- EXERCISE OBJECTIVE: Copy each line that includes the string "DashMap" from the material into your answer.

- SOURCE RECORDS:

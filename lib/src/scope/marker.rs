use crate::jvm::annotations::{Annotation, AnnotationValue};
use crate::jvm::model::ClassModel;
use crate::jvm::{BinaryName, Name, UnqualifiedName};
use crate::resolution::ClassResolver;
use dashmap::DashMap;
use std::sync::Arc;

/// Discovers units which opt into a qualifier system with an `@AnnotatedFor` marker
///
/// A unit is opted in if either it or the `package-info` unit of its package carries
/// `@qualweave.qual.AnnotatedFor` with the system name among its `value`s. Package lookups go
/// through the resolver, so the answer for each package is cached (the cache may be raced, but
/// every writer computes the same answer).
pub struct MarkerLookup {
    system: String,
    resolver: Arc<dyn ClassResolver>,

    /// Whether each package (by name, empty for the unnamed package) is marked
    package_cache: DashMap<String, bool>,
}

impl MarkerLookup {
    pub fn new(system: impl Into<String>, resolver: Arc<dyn ClassResolver>) -> MarkerLookup {
        MarkerLookup {
            system: system.into(),
            resolver,
            package_cache: DashMap::new(),
        }
    }

    /// Name of the qualifier system the marker must mention
    pub fn system(&self) -> &str {
        &self.system
    }

    /// Is this class (or its package) marked?
    pub fn has_marker(&self, class: &ClassModel) -> bool {
        annotated_for(&class.annotations, &self.system) || self.package_has_marker(&class.name)
    }

    /// Is the class with this name (or its package) marked?
    ///
    /// If the class can't be loaded, only the package is considered.
    pub fn is_marked(&self, name: &BinaryName) -> bool {
        match self.resolver.load(name) {
            Ok(class) => self.has_marker(&class),
            Err(err) => {
                log::debug!("Marker lookup for {} fell back to its package: {}", name, err);
                self.package_has_marker(name)
            }
        }
    }

    /// Is the package enclosing this class marked?
    pub fn package_has_marker(&self, name: &BinaryName) -> bool {
        let package = name.package();
        let key = package
            .as_ref()
            .map_or_else(String::new, |package| package.as_str().to_owned());
        if let Some(cached) = self.package_cache.get(&key) {
            return *cached;
        }

        let package_info = match package {
            Some(package) => package.join(UnqualifiedName::PACKAGEINFO),
            None => BinaryName::PACKAGEINFO,
        };
        let marked = match self.resolver.load(&package_info) {
            Ok(info) => annotated_for(&info.annotations, &self.system),
            Err(err) => {
                log::debug!("No package marker for {}: {}", name, err);
                false
            }
        };
        if marked {
            log::info!("Package of {} is annotated for {}", name, self.system);
        }
        self.package_cache.insert(key, marked);
        marked
    }
}

/// Does one of the annotations mark the element as written for the given system?
pub fn annotated_for(annotations: &[Annotation], system: &str) -> bool {
    annotations
        .iter()
        .filter(|annotation| annotation.type_name == BinaryName::ANNOTATEDFOR)
        .filter_map(|annotation| annotation.element(&UnqualifiedName::VALUE))
        .any(|value| match value {
            AnnotationValue::String(name) => name == system,
            AnnotationValue::Array(values) => values
                .iter()
                .any(|value| matches!(value, AnnotationValue::String(name) if name == system)),
            _ => false,
        })
}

- SOLUTION TO THIS TASK:
use dashmap::DashMap;
    package_cache: DashMap<String, bool>,
            package_cache: DashMap::new(),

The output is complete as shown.